── RECORDS PROVIDED

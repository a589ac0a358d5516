//! Cryptographic identity
//!
//! The negotiator and transfer engine only see the [`Identity`] trait; key
//! material is loaded by the CLI and shared read-only across operations.

use std::path::Path;

use ed25519_dalek::{Signature, Signer as _, SigningKey, Verifier as _, VerifyingKey};

use crate::error::{Error, Result};
use crate::ids::OwnerId;

/// Ed25519 secret key length in bytes
pub const SECRET_KEY_SIZE: usize = 32;

/// Signing identity used for session tokens
#[cfg_attr(test, mockall::automock)]
pub trait Identity: Send + Sync {
    /// Sign arbitrary bytes
    fn sign(&self, data: &[u8]) -> Vec<u8>;

    /// Encoded public key
    fn public_key(&self) -> Vec<u8>;

    /// Owner identifier derived from the public key
    fn owner_id(&self) -> OwnerId;
}

/// In-memory Ed25519 identity
#[derive(Clone)]
pub struct KeyIdentity {
    signing_key: SigningKey,
}

impl KeyIdentity {
    pub fn new(signing_key: SigningKey) -> Self {
        Self { signing_key }
    }

    /// Generate a random identity
    pub fn generate() -> Self {
        Self::new(SigningKey::generate(&mut rand::rngs::OsRng))
    }

    pub fn from_bytes(bytes: &[u8; SECRET_KEY_SIZE]) -> Self {
        Self::new(SigningKey::from_bytes(bytes))
    }

    /// Parse a hex-encoded secret key
    pub fn from_hex(s: &str) -> Result<Self> {
        let bytes = hex::decode(s.trim())
            .map_err(|e| Error::Key(format!("invalid hex private key: {e}")))?;
        Self::from_slice(&bytes)
    }

    /// Load a key given either as a hex string or as a path to a file that
    /// holds hex text or the raw secret bytes.
    pub fn load(arg: &str) -> Result<Self> {
        if arg.is_empty() {
            return Err(Error::Key("private key cannot be empty".into()));
        }

        let path = Path::new(arg);
        if path.is_file() {
            let content = std::fs::read(path)?;
            if content.len() == SECRET_KEY_SIZE {
                return Self::from_slice(&content);
            }
            let text = String::from_utf8(content)
                .map_err(|_| Error::Key(format!("unrecognized key file format: {arg}")))?;
            return Self::from_hex(&text);
        }

        Self::from_hex(arg)
    }

    /// Hex encoding of the secret key
    pub fn to_hex(&self) -> String {
        hex::encode(self.signing_key.to_bytes())
    }

    pub fn verifying_key(&self) -> VerifyingKey {
        self.signing_key.verifying_key()
    }

    fn from_slice(bytes: &[u8]) -> Result<Self> {
        let bytes: [u8; SECRET_KEY_SIZE] = bytes.try_into().map_err(|_| {
            Error::Key(format!(
                "private key must be {SECRET_KEY_SIZE} bytes, got {}",
                bytes.len()
            ))
        })?;
        Ok(Self::from_bytes(&bytes))
    }
}

impl Identity for KeyIdentity {
    fn sign(&self, data: &[u8]) -> Vec<u8> {
        self.signing_key.sign(data).to_bytes().to_vec()
    }

    fn public_key(&self) -> Vec<u8> {
        self.verifying_key().to_bytes().to_vec()
    }

    fn owner_id(&self) -> OwnerId {
        OwnerId::from_public_key(&self.public_key())
    }
}

impl std::fmt::Debug for KeyIdentity {
    fn fmt(&self, f: &mut std::fmt::Formatter<'_>) -> std::fmt::Result {
        f.debug_struct("KeyIdentity")
            .field("public_key", &hex::encode(self.public_key()))
            .finish_non_exhaustive()
    }
}

/// Check an Ed25519 signature made by `public_key` over `data`.
///
/// Malformed keys or signatures verify as `false`.
pub fn verify_signature(public_key: &[u8], data: &[u8], signature: &[u8]) -> bool {
    let Ok(key_bytes) = <[u8; 32]>::try_from(public_key) else {
        return false;
    };
    let Ok(key) = VerifyingKey::from_bytes(&key_bytes) else {
        return false;
    };
    let Ok(signature) = Signature::from_slice(signature) else {
        return false;
    };
    key.verify(data, &signature).is_ok()
}
//! object get - Download an object into a file
//!
//! The payload is streamed into a scratch file next to the destination and
//! moved into place only after the whole object arrived. A failed or removed
//! object leaves an existing destination untouched.

use std::path::{Path, PathBuf};

use clap::Args;
use serde::Serialize;
use tempfile::NamedTempFile;
use tokio::io::AsyncWriteExt;

use ocli_core::Verb;

use super::AddressArgs;
use crate::commands::Context;
use crate::exit_code::ExitCode;
use crate::output::ProgressBar;

/// Download an object
#[derive(Args, Debug)]
pub struct GetArgs {
    #[command(flatten)]
    pub address: AddressArgs,

    /// Destination file
    #[arg(long)]
    pub file: PathBuf,

    /// Permissions of the created file, in octal
    #[arg(long, default_value = "0600", value_parser = parse_perm)]
    pub perm: u32,
}

#[derive(Debug, Serialize)]
struct GetOutput {
    container: String,
    object: String,
    file: String,
    size_bytes: u64,
}

fn parse_perm(s: &str) -> Result<u32, String> {
    let mode = u32::from_str_radix(s.trim_start_matches("0o"), 8)
        .map_err(|e| format!("invalid octal mode '{s}': {e}"))?;
    if mode > 0o7777 {
        return Err(format!("mode '{s}' out of range"));
    }
    Ok(mode)
}

/// Scratch file in the destination's directory, removed when dropped
fn scratch_for(target: &Path) -> std::io::Result<NamedTempFile> {
    let dir = match target.parent() {
        Some(p) if !p.as_os_str().is_empty() => p,
        _ => Path::new("."),
    };
    tempfile::Builder::new().prefix(".ocli-get-").tempfile_in(dir)
}

/// Apply `perm` and move the scratch file over `target`
async fn persist(scratch: NamedTempFile, target: &Path, perm: u32) -> std::io::Result<()> {
    #[cfg(unix)]
    {
        use std::os::unix::fs::PermissionsExt;
        tokio::fs::set_permissions(scratch.path(), std::fs::Permissions::from_mode(perm)).await?;
    }
    #[cfg(not(unix))]
    let _ = perm;
    scratch.persist(target).map_err(|e| e.error)?;
    Ok(())
}

/// Execute the get command
pub async fn execute(args: GetArgs, ctx: &Context) -> ExitCode {
    let formatter = ctx.formatter();

    let (client, address) = match super::prepare(ctx, &formatter, &args.address).await {
        Ok(p) => p,
        Err(code) => return code,
    };

    let token =
        match super::token_for(&client, ctx, &formatter, Verb::Get, address.object).await {
            Ok(t) => t,
            Err(code) => return code,
        };

    let shown = args.file.display().to_string();
    let opened = scratch_for(&args.file)
        .and_then(|scratch| Ok((scratch.as_file().try_clone()?, scratch)));
    let (file, scratch) = match opened {
        Ok(o) => o,
        Err(e) => {
            formatter.error(&format!("Can't write to '{shown}': {e}"));
            return ExitCode::GeneralError;
        }
    };
    let mut file = tokio::fs::File::from_std(file);

    let progress = ProgressBar::new(formatter.config(), &shown);
    let result = client
        .download(&token, &address, &mut file, &progress, &ctx.cancel)
        .await;
    progress.finish_and_clear();

    let outcome = match result {
        Ok(o) => o,
        Err(e) => {
            tracing::debug!(scratch = ?scratch.path(), "Discarding partial download");
            return crate::commands::fail(&formatter, "Failed to get object", &e);
        }
    };
    let flushed = file.shutdown().await;
    drop(file);
    let finished = match flushed {
        Ok(()) => persist(scratch, &args.file, args.perm).await,
        Err(e) => Err(e),
    };
    if let Err(e) = finished {
        formatter.error(&format!("Can't finish writing '{shown}': {e}"));
        return ExitCode::GeneralError;
    }

    if formatter.is_json() {
        formatter.json(&GetOutput {
            container: address.container.to_string(),
            object: address.object.to_string(),
            file: shown,
            size_bytes: outcome.bytes_written,
        });
    } else {
        formatter.success(&format!(
            "Object {address} written to '{shown}' ({} bytes)",
            outcome.bytes_written
        ));
    }
    ExitCode::Success
}
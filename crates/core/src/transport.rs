//! Transport channel abstraction
//!
//! Engines talk to the storage service through an ordered, bidirectional
//! stream of typed [`Message`]s. The concrete wire encoding lives in the
//! network adapter crate; tests use [`crate::memory`].

use async_trait::async_trait;
use serde::{Deserialize, Serialize};
use tokio_util::sync::CancellationToken;

use crate::error::TransportError;
use crate::hash::Hash;
use crate::ids::{Address, ContainerId, OwnerId};
use crate::object::{Object, ObjectHeader, Range, SearchQuery};
use crate::token::{Token, TokenBody};

/// Largest message body a channel carries, in bytes
pub const MAX_FRAME_SIZE: usize = 32 * 1024 * 1024;

/// Protocol message exchanged over a channel
#[derive(Debug, Clone, PartialEq, Eq, Serialize, Deserialize)]
#[serde(tag = "kind", rename_all = "snake_case")]
pub enum Message {
    /// Unsigned token candidate opening a session handshake
    SessionInit { token: TokenBody },
    /// Peer's view of the unsigned token
    SessionEcho { token: TokenBody },
    /// Echoed body signed by the client
    SessionConfirm { token: Token },
    /// Countersigned token closing the handshake
    SessionResult { token: Token },

    PutHeader { header: ObjectHeader, token: Token },
    PutChunk {
        #[serde(with = "crate::token::hex_bytes")]
        data: Vec<u8>,
        token: Token,
    },
    PutResult { address: Address },

    GetRequest { address: Address, token: Token },
    /// First reply of a get stream: full header plus initial payload slice
    GetOrigin { object: Object },
    GetChunk {
        #[serde(with = "crate::token::hex_bytes")]
        data: Vec<u8>,
    },

    DeleteRequest {
        address: Address,
        owner: OwnerId,
        token: Token,
    },
    DeleteResult,

    HeadRequest { address: Address, full_headers: bool },
    HeadResult { header: ObjectHeader },

    SearchRequest {
        container: ContainerId,
        query: SearchQuery,
    },
    SearchResult { addresses: Vec<Address> },

    RangeRequest { address: Address, ranges: Vec<Range> },
    RangeResult { fragments: Vec<Vec<u8>> },

    RangeHashRequest {
        address: Address,
        ranges: Vec<Range>,
        #[serde(with = "crate::token::hex_bytes")]
        salt: Vec<u8>,
        #[serde(default, skip_serializing_if = "Option::is_none")]
        token: Option<Token>,
    },
    RangeHashResult { hashes: Vec<Hash> },
}

impl Message {
    /// Short message name for diagnostics
    pub fn kind(&self) -> &'static str {
        match self {
            Message::SessionInit { .. } => "session_init",
            Message::SessionEcho { .. } => "session_echo",
            Message::SessionConfirm { .. } => "session_confirm",
            Message::SessionResult { .. } => "session_result",
            Message::PutHeader { .. } => "put_header",
            Message::PutChunk { .. } => "put_chunk",
            Message::PutResult { .. } => "put_result",
            Message::GetRequest { .. } => "get_request",
            Message::GetOrigin { .. } => "get_origin",
            Message::GetChunk { .. } => "get_chunk",
            Message::DeleteRequest { .. } => "delete_request",
            Message::DeleteResult => "delete_result",
            Message::HeadRequest { .. } => "head_request",
            Message::HeadResult { .. } => "head_result",
            Message::SearchRequest { .. } => "search_request",
            Message::SearchResult { .. } => "search_result",
            Message::RangeRequest { .. } => "range_request",
            Message::RangeResult { .. } => "range_result",
            Message::RangeHashRequest { .. } => "range_hash_request",
            Message::RangeHashResult { .. } => "range_hash_result",
        }
    }
}

/// Ordered bidirectional message stream to one endpoint
#[async_trait]
pub trait Channel: Send {
    /// Send one message
    async fn send(&mut self, message: Message) -> Result<(), TransportError>;

    /// Receive the next message; `Ok(None)` signals end of stream
    async fn recv(&mut self) -> Result<Option<Message>, TransportError>;

    /// Close the sending half. Further sends fail, receiving continues.
    async fn close(&mut self) -> Result<(), TransportError>;
}

/// Factory opening channels to a fixed endpoint
#[async_trait]
pub trait Connector: Send + Sync {
    type Channel: Channel;

    /// Open a fresh channel
    async fn connect(&self) -> Result<Self::Channel, TransportError>;

    /// Endpoint description for diagnostics
    fn endpoint(&self) -> String;
}

/// Why a suspended send/recv did not complete
#[derive(Debug)]
pub enum Interrupt {
    Canceled,
    Transport(TransportError),
}

/// Send `message`, giving up as soon as `cancel` fires
pub async fn send<C: Channel + ?Sized>(
    channel: &mut C,
    message: Message,
    cancel: &CancellationToken,
) -> Result<(), Interrupt> {
    tokio::select! {
        biased;
        _ = cancel.cancelled() => Err(Interrupt::Canceled),
        result = channel.send(message) => result.map_err(Interrupt::Transport),
    }
}

/// Receive the next message, giving up as soon as `cancel` fires
pub async fn recv<C: Channel + ?Sized>(
    channel: &mut C,
    cancel: &CancellationToken,
) -> Result<Option<Message>, Interrupt> {
    tokio::select! {
        biased;
        _ = cancel.cancelled() => Err(Interrupt::Canceled),
        result = channel.recv() => result.map_err(Interrupt::Transport),
    }
}

/// Open a channel, giving up as soon as `cancel` fires
pub async fn connect<K: Connector + ?Sized>(
    connector: &K,
    cancel: &CancellationToken,
) -> Result<K::Channel, Interrupt> {
    tokio::select! {
        biased;
        _ = cancel.cancelled() => Err(Interrupt::Canceled),
        result = connector.connect() => result.map_err(Interrupt::Transport),
    }
}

────

§ WHAT TO PRODUCE
Here the output must be the lines above from the line with "pub fn new(signing_key: SigningKey)" to the line with "let bytes = hex::decode(s.trim())", both included, duplicated word for word and nothing else.

§ RESPONSE
    pub fn new(signing_key: SigningKey) -> Self {
        Self { signing_key }
    }

    /// Generate a random identity
    pub fn generate() -> Self {
        Self::new(SigningKey::generate(&mut rand::rngs::OsRng))
    }

    pub fn from_bytes(bytes: &[u8; SECRET_KEY_SIZE]) -> Self {
        Self::new(SigningKey::from_bytes(bytes))
    }

    /// Parse a hex-encoded secret key
    pub fn from_hex(s: &str) -> Result<Self> {
        let bytes = hex::decode(s.trim())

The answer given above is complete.